Mi sono chiesto tante di quelle volte che mestiere facesse uno così. Perché un lavoro doveva pur averlo anche lui. Con tutte le bestemmie che tirava, di certo non faceva il maestro. Forse lavorava in proprio, che so io, magari vendeva oggetti di valore, ma mi è sempre piaciuto immaginare che facesse qualcosa di impiegatizio, in un ambiente che non lasciasse alcuno spazio alla sue verve, anzi, che proprio reprimesse le sue pulsioni. Non era uno spendaccione, ma non si faceva neppure mancare niente. In trasferta, se poteva, mangiava in trattoria, decantando nel viaggio di ritorno le portate con le quali si era ingozzato. In casa vedeva la partita dai Distinti Centrali, magari con l’abbonamento, quindi poteva appartenere al ceto medio. Ma bisogna ammettere che uno con una statura di quel tipo, in curva, sarebbe al massimo arrivato con la punta dei capelli all’altezza della settima vertebra cervicale di quello davanti e non avrebbe potuto vedere un tubo. È altresì vero che, vivendo da solo, o con l’anziana madre, non doveva avere grosse spese abituali da sostenere, quindi poteva giocarsi tutti i suoi risparmi con il Toro.

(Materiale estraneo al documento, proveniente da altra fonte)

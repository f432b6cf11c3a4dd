pub mod dns;
pub mod errors;
pub mod logging;
pub mod root;
pub mod server;

pub use dns::DnsConfig;
pub use errors::ConfigError;
pub use logging::LoggingConfig;
pub use root::{CliOverrides, Config};
pub use server::ServerConfig;
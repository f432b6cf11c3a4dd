use axum::{
    extract::{Query, State},
    http::StatusCode,
};
use nsgate_application::use_cases::HostVerdict;
use tracing::{debug, info, instrument, warn};

use crate::dto::CheckHostQuery;
use crate::errors::ApiError;
use crate::state::AppState;

#[instrument(skip_all)]
pub async fn health_check() -> &'static str {
    debug!("Health check requested");
    "OK"
}

#[instrument(skip(state), name = "api_check_host")]
pub async fn check_host(
    State(state): State<AppState>,
    Query(params): Query<CheckHostQuery>,
) -> Result<(StatusCode, &'static str), ApiError> {
    let Some(domain) = params.domain.filter(|d| !d.is_empty()) else {
        debug!("Rejecting request without a domain parameter");
        return Ok((StatusCode::BAD_REQUEST, "missing domain"));
    };

    match state.check_host.execute(&domain).await {
        Ok(HostVerdict::Authorized { nameserver }) => {
            info!(domain = %domain, nameserver = %nameserver, "Delegation authorized");
            Ok((StatusCode::OK, "ok"))
        }
        Ok(HostVerdict::Denied) => {
            info!(domain = %domain, "Delegation denied");
            Ok((StatusCode::FORBIDDEN, "forbidden"))
        }
        Err(e) => {
            warn!(domain = %domain, error = %e, "NS lookup failed");
            Err(ApiError(e))
        }
    }
}
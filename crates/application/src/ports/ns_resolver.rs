use async_trait::async_trait;
use nsgate_domain::{DomainError, Fqdn};

/// Outbound port for NS-record lookups.
///
/// One query, no retries. Implementations return the NS target names from
/// the answer section; an empty vector means the response parsed cleanly
/// but carried no NS records (NXDOMAIN and NODATA both land here).
#[async_trait]
pub trait NsResolver: Send + Sync {
    async fn lookup_ns(&self, domain: &Fqdn) -> Result<Vec<String>, DomainError>;
}
use nsgate_application::use_cases::CheckHostUseCase;
use std::sync::Arc;

#[derive(Clone)]
pub struct AppState {
    pub check_host: Arc<CheckHostUseCase>,
}
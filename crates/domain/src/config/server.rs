#[derive(Debug, Clone)]
pub struct ServerConfig {
    pub port: u16,

    pub bind_address: String,
}

impl Default for ServerConfig {
    fn default() -> Self {
        Self {
            port: 9000,
            bind_address: "0.0.0.0".to_string(),
        }
    }
}
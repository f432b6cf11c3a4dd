mod check_host;

pub use check_host::{CheckHostUseCase, HostVerdict};
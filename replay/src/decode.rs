use std::net::IpAddr;

use anyhow::{Context, anyhow, bail};
use pglog::types::{Field, TransportProto, TypeTag, Value};
use serde_json::Value as JsonValue;

/// Decodes one record, a JSON array holding one element per field.
///
/// `null` elements become absent values.
pub fn decode_record(fields: &[Field], line: &str) -> anyhow::Result<Vec<Value>> {
    let json: JsonValue = serde_json::from_str(line).context("record is not valid JSON")?;
    let JsonValue::Array(elements) = json else {
        bail!("record must be a JSON array");
    };

    if elements.len() != fields.len() {
        bail!(
            "record has {} values but the schema has {} fields",
            elements.len(),
            fields.len()
        );
    }

    fields
        .iter()
        .zip(elements.iter())
        .map(|(field, element)| {
            decode_value(field.type_tag, field.subtype, element)
                .with_context(|| format!("invalid value for field `{}`", field.name))
        })
        .collect()
}

fn decode_value(
    type_tag: TypeTag,
    subtype: Option<TypeTag>,
    json: &JsonValue,
) -> anyhow::Result<Value> {
    if json.is_null() {
        return Ok(Value::absent(type_tag));
    }

    let value = match type_tag {
        TypeTag::Bool => Value::bool(json.as_bool().ok_or_else(|| expected("a boolean"))?),
        TypeTag::Int => Value::int(json.as_i64().ok_or_else(|| expected("an integer"))?),
        TypeTag::Count | TypeTag::Counter => {
            let count = json
                .as_u64()
                .ok_or_else(|| expected("an unsigned integer"))?;
            Value {
                type_tag,
                ..Value::count(count)
            }
        }
        TypeTag::Port => decode_port(json)?,
        TypeTag::Time | TypeTag::Interval | TypeTag::Double => {
            let number = json.as_f64().ok_or_else(|| expected("a number"))?;
            Value {
                type_tag,
                ..Value::double(number)
            }
        }
        TypeTag::Addr => Value::addr(as_str(json)?.parse::<IpAddr>()?),
        TypeTag::Subnet => {
            let text = as_str(json)?;
            let (prefix, width) = text
                .split_once('/')
                .ok_or_else(|| anyhow!("subnet `{text}` has no prefix length"))?;
            Value::subnet(prefix.parse()?, width.parse()?)
        }
        TypeTag::String | TypeTag::Enum | TypeTag::File | TypeTag::Func => Value {
            type_tag,
            ..Value::string(as_str(json)?)
        },
        TypeTag::Table | TypeTag::Vector => {
            let subtype = subtype.ok_or_else(|| anyhow!("{type_tag} field has no subtype"))?;
            let elements = json
                .as_array()
                .ok_or_else(|| expected("an array"))?
                .iter()
                .map(|element| decode_value(subtype, None, element))
                .collect::<anyhow::Result<Vec<_>>>()?;

            Value {
                type_tag,
                ..Value::set(elements)
            }
        }
        other => bail!("fields of type {other} cannot be replayed"),
    };

    Ok(value)
}

/// Decodes a port given as a number or as `number/proto`.
fn decode_port(json: &JsonValue) -> anyhow::Result<Value> {
    if let Some(number) = json.as_u64() {
        return Ok(Value::port(u32::try_from(number)?, TransportProto::Unknown));
    }

    let text = as_str(json)?;
    let (number, proto) = text.split_once('/').unwrap_or((text, "unknown"));
    let proto = match proto {
        "tcp" => TransportProto::Tcp,
        "udp" => TransportProto::Udp,
        "icmp" => TransportProto::Icmp,
        "unknown" => TransportProto::Unknown,
        other => bail!("unknown transport protocol `{other}`"),
    };

    Ok(Value::port(number.parse()?, proto))
}

fn as_str(json: &JsonValue) -> anyhow::Result<&str> {
    json.as_str().ok_or_else(|| expected("a string"))
}

fn expected(what: &str) -> anyhow::Error {
    anyhow!("expected {what}")
}
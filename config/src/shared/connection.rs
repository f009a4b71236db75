use secrecy::ExposeSecret;
use tokio_postgres::Config as TokioPgConnectOptions;

use crate::shared::{ValidationError, WriterConfig};

/// Application name reported to the server unless the connection string sets one.
pub const DEFAULT_APPLICATION_NAME: &str = "pglog";

/// Host connected to when the connection string names neither `host` nor `hostaddr`.
pub const DEFAULT_HOST: &str = "localhost";

/// Session options applied to every writer connection.
///
/// Values are sent in text format, so the client encoding must match what the
/// encoder produces.
pub struct DefaultPgConnectionOptions;

impl DefaultPgConnectionOptions {
    /// Returns the options as a string suitable for tokio-postgres options parameter.
    ///
    /// Returns a space-separated list of `-c key=value` pairs.
    pub fn to_options_string() -> String {
        "-c client_encoding=UTF8 -c extra_float_digits=3".to_string()
    }
}

impl WriterConfig {
    /// Parses the connection string into tokio-postgres connect options.
    ///
    /// Session defaults from [`DefaultPgConnectionOptions`], the application name and
    /// [`DEFAULT_HOST`] are only applied when the connection string does not already set them.
    pub fn connect_options(&self) -> Result<TokioPgConnectOptions, ValidationError> {
        let mut options: TokioPgConnectOptions = self
            .conninfo
            .expose_secret()
            .parse()
            .map_err(|err: tokio_postgres::Error| {
                ValidationError::InvalidConnInfo(err.to_string())
            })?;

        if options.get_hosts().is_empty() && options.get_hostaddrs().is_empty() {
            options.host(DEFAULT_HOST);
        }

        if options.get_options().is_none() {
            options.options(DefaultPgConnectionOptions::to_options_string());
        }

        if options.get_application_name().is_none() {
            options.application_name(DEFAULT_APPLICATION_NAME);
        }

        Ok(options)
    }
}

Dovessi scegliere, direi che poteva lavorare in banca, magari allo sportello. Me lo vedo proprio come un inappuntabile cassiere al banco, a contare soldi, compilare moduli e non dare confidenza al cliente, per poi scatenarsi in quelle domeniche di colore granata.

 

Un impiegato di banca con un vizietto. Difatti, delle trasferte fatte nel nord Europa, Dusseldorf e Stoccarda su tutte, non parlava tanto riguardo alla partita, o al punteggio, e men che mai al tifo. Si accendevano spesso grandi discussioni sul pari con il Borussia, con la squadra ridotta in otto per le squalifiche e Graziani in porta a salvare il risultato. Oppure su quella sconfitta di misura all’andata al Neckarstadion, che sarebbe costata il passaggio del turno in Coppa Uefa, dove, alla faccia dei tanto decantati impianti teutonici, eravamo sistemati a pelo d’erba, a distanza siderale dalla porta, e avevamo trepidato per quel missile di Pecci che si era schiantato sulla traversa.
Lui si girava a destra e a manca per guardare tutti, ascoltava e attendeva il momento topico per inserirsi, per esplodere quel tarlo che gli rodeva dentro. Quel che rimaneva, nei suoi ricordi, era soltanto l’indirizzo del bordello dove era stato e le innumerevoli cose che gli avrebbero fatto le signorine del posto. E di quante altre ne avrebbe volute fare (e hai voglia se le avrebbe fatte) in una prossima e auspicabile trasferta di coppa in terra tedesca.
E anche lì le battute si sprecavano, su quanto potesse averlo lungo un nano bastardo come lui.
Sempre che, anche quello, non facesse solo parte del personaggio.